*Exercise description:* Could you copy every line of the data that contains "SellerAccount"?

-------- Input records

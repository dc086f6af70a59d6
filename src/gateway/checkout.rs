use crate::config::EngineConfig;
use crate::domain::ids::{BuyerId, OrderId, PaymentRef, ProductId, StoreId};
use crate::domain::money::{Amount, Balance};
use crate::domain::order::{Order, OrderLine, OrderStatus};
use crate::domain::ports::OrderStoreRef;
use crate::error::{EngineError, Result};
use crate::gateway::signature;
use chrono::Utc;
use rust_decimal::Decimal;
use std::collections::BTreeMap;
use std::sync::Arc;
use tracing::warn;

/// Gateway cap on the buyer name fields.
const NAME_MAX_LEN: usize = 100;

/// One cart entry as submitted at checkout.
#[derive(Debug, Clone, PartialEq)]
pub struct CartLine {
    pub product_id: ProductId,
    pub quantity: u32,
    pub unit_price: Decimal,
}

#[derive(Debug, Clone, PartialEq)]
pub struct CheckoutRequest {
    pub buyer_id: BuyerId,
    pub first_name: String,
    pub last_name: String,
    pub email: String,
    pub store_id: StoreId,
    pub lines: Vec<CartLine>,
    pub shipping_address: String,
    pub billing_address: String,
    pub delivery_charge: Decimal,
    pub declared_total: Decimal,
}

/// A fully signed, redirect-ready payment request.
#[derive(Debug, Clone, PartialEq)]
pub struct PaymentIntent {
    pub order_id: OrderId,
    pub redirect_url: String,
    pub fields: BTreeMap<String, String>,
}

/// Validates a checkout, creates the pending order and assembles the signed
/// gateway payload.
pub struct PaymentIntentBuilder {
    config: EngineConfig,
    orders: OrderStoreRef,
}

impl PaymentIntentBuilder {
    pub fn new(config: EngineConfig, orders: OrderStoreRef) -> Self {
        Self { config, orders }
    }

    pub async fn build(&self, request: CheckoutRequest) -> Result<PaymentIntent> {
        self.config.validate()?;
        let total = self.validated_total(&request)?;

        let order_id = OrderId::generate();
        let payment_ref = PaymentRef::generate();
        let lines = request
            .lines
            .iter()
            .map(|line| {
                Ok(OrderLine {
                    product_id: line.product_id.clone(),
                    quantity: line.quantity,
                    unit_price: Amount::new(line.unit_price)?,
                })
            })
            .collect::<Result<Vec<_>>>()?;

        let order = Order {
            id: order_id.clone(),
            buyer_id: request.buyer_id.clone(),
            store_id: request.store_id.clone(),
            lines: Vec::new(),
            shipping_address: request.shipping_address.clone(),
            billing_address: request.billing_address.clone(),
            delivery_charge: Balance::new(request.delivery_charge),
            total_amount: total,
            status: OrderStatus::Pending,
            payment_ref: payment_ref.clone(),
            created_at: Utc::now(),
        };

        // No signed payload leaves this function unless the order is durably
        // created. A hung store degrades to an explicit error instead of an
        // indefinitely hung checkout.
        match tokio::time::timeout(self.config.store_timeout, self.orders.create_order(order))
            .await
        {
            Ok(Ok(())) => {}
            Ok(Err(e)) => return Err(EngineError::OrderCreation(e.to_string())),
            Err(_) => {
                return Err(EngineError::OrderCreation(
                    "order store did not respond within the deadline".to_string(),
                ));
            }
        }

        // Items are persisted out of band; the checkout response does not wait
        // for them. Orders with a missing item set are picked up by
        // reconciliation.
        let store = Arc::clone(&self.orders);
        let pending_id = order_id.clone();
        tokio::spawn(async move {
            if let Err(e) = store.create_order_items(&pending_id, lines).await {
                warn!(order_id = %pending_id, error = %e, "line-item persistence failed");
            }
        });

        let fields = self.gateway_fields(&request, &order_id, &payment_ref, total)?;
        Ok(PaymentIntent {
            order_id,
            redirect_url: self.config.gateway.process_url.clone(),
            fields,
        })
    }

    /// Fail-closed input validation. The declared total must match the cart
    /// contents exactly; it is captured into the order and never recomputed.
    fn validated_total(&self, request: &CheckoutRequest) -> Result<Amount> {
        if request.lines.is_empty() {
            return Err(EngineError::Validation(
                "checkout requires at least one cart line".to_string(),
            ));
        }
        for line in &request.lines {
            if line.quantity == 0 {
                return Err(EngineError::Validation(format!(
                    "cart line {} has zero quantity",
                    line.product_id
                )));
            }
            if line.unit_price <= Decimal::ZERO {
                return Err(EngineError::Validation(format!(
                    "cart line {} has a non-positive price",
                    line.product_id
                )));
            }
        }
        if request.shipping_address.trim().is_empty() || request.billing_address.trim().is_empty()
        {
            return Err(EngineError::Validation(
                "shipping and billing addresses are required".to_string(),
            ));
        }
        if request.delivery_charge < Decimal::ZERO {
            return Err(EngineError::Validation(
                "delivery charge must not be negative".to_string(),
            ));
        }

        let total = Amount::new(request.declared_total)?;
        if request.declared_total > self.config.checkout_ceiling {
            return Err(EngineError::Validation(format!(
                "total {} exceeds the checkout ceiling",
                request.declared_total
            )));
        }
        let computed: Decimal = request
            .lines
            .iter()
            .map(|line| line.unit_price * Decimal::from(line.quantity))
            .sum::<Decimal>()
            + request.delivery_charge;
        if computed != request.declared_total {
            return Err(EngineError::Validation(format!(
                "declared total {} does not match cart contents {}",
                request.declared_total, computed
            )));
        }
        Ok(total)
    }

    fn gateway_fields(
        &self,
        request: &CheckoutRequest,
        order_id: &OrderId,
        payment_ref: &PaymentRef,
        total: Amount,
    ) -> Result<BTreeMap<String, String>> {
        let gateway = &self.config.gateway;
        let mut fields = BTreeMap::from([
            ("merchant_id".to_string(), gateway.merchant_id.clone()),
            ("merchant_key".to_string(), gateway.merchant_key.clone()),
            ("return_url".to_string(), gateway.return_url.clone()),
            ("cancel_url".to_string(), gateway.cancel_url.clone()),
            ("notify_url".to_string(), gateway.notify_url.clone()),
            ("name_first".to_string(), sanitize_name(&request.first_name)),
            ("name_last".to_string(), sanitize_name(&request.last_name)),
            ("email_address".to_string(), request.email.clone()),
            ("m_payment_id".to_string(), payment_ref.to_string()),
            ("amount".to_string(), total.to_gateway_string()),
            ("item_name".to_string(), format!("Order {order_id}")),
            ("item_description".to_string(), item_summary(&request.lines)),
            ("custom_str1".to_string(), order_id.to_string()),
            ("custom_str2".to_string(), request.buyer_id.to_string()),
        ]);
        let digest = signature::sign(&fields, &gateway.passphrase)?;
        fields.insert(signature::SIGNATURE_FIELD.to_string(), digest);
        Ok(fields)
    }
}

/// Letters and spaces only, length-capped, per the gateway's field rules.
fn sanitize_name(raw: &str) -> String {
    raw.chars()
        .filter(|c| c.is_alphabetic() || *c == ' ')
        .take(NAME_MAX_LEN)
        .collect::<String>()
        .trim()
        .to_string()
}

fn item_summary(lines: &[CartLine]) -> String {
    let units: u32 = lines.iter().map(|line| line.quantity).sum();
    format!("{} item(s) across {} product(s)", units, lines.len())
}
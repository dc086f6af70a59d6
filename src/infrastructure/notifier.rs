use crate::domain::account::{OrderFinancial, SellerAccount};
use crate::domain::order::Order;
use crate::domain::ports::Notifier;
use crate::domain::withdrawal::Withdrawal;
use crate::error::Result;
use async_trait::async_trait;
use tracing::info;

/// Stand-in for the external mail collaborator: records each dispatch in the
/// log instead of sending anything.
pub struct LoggingNotifier;

#[async_trait]
impl Notifier for LoggingNotifier {
    async fn settlement_completed(&self, order: &Order, financial: &OrderFinancial) -> Result<()> {
        info!(
            order_id = %order.id,
            store_id = %order.store_id,
            seller_profit = %financial.seller_profit,
            "settlement mail dispatched"
        );
        Ok(())
    }

    async fn withdrawal_requested(
        &self,
        withdrawal: &Withdrawal,
        account: &SellerAccount,
    ) -> Result<()> {
        info!(
            withdrawal_id = %withdrawal.id,
            store_id = %withdrawal.store_id,
            amount = %withdrawal.amount.value(),
            available = %account.available_balance.0,
            pending = %account.pending_balance.0,
            "reviewer mail dispatched"
        );
        Ok(())
    }
}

----------------

*Response to the exercise:*
use crate::domain::account::{OrderFinancial, SellerAccount};
        account: &SellerAccount,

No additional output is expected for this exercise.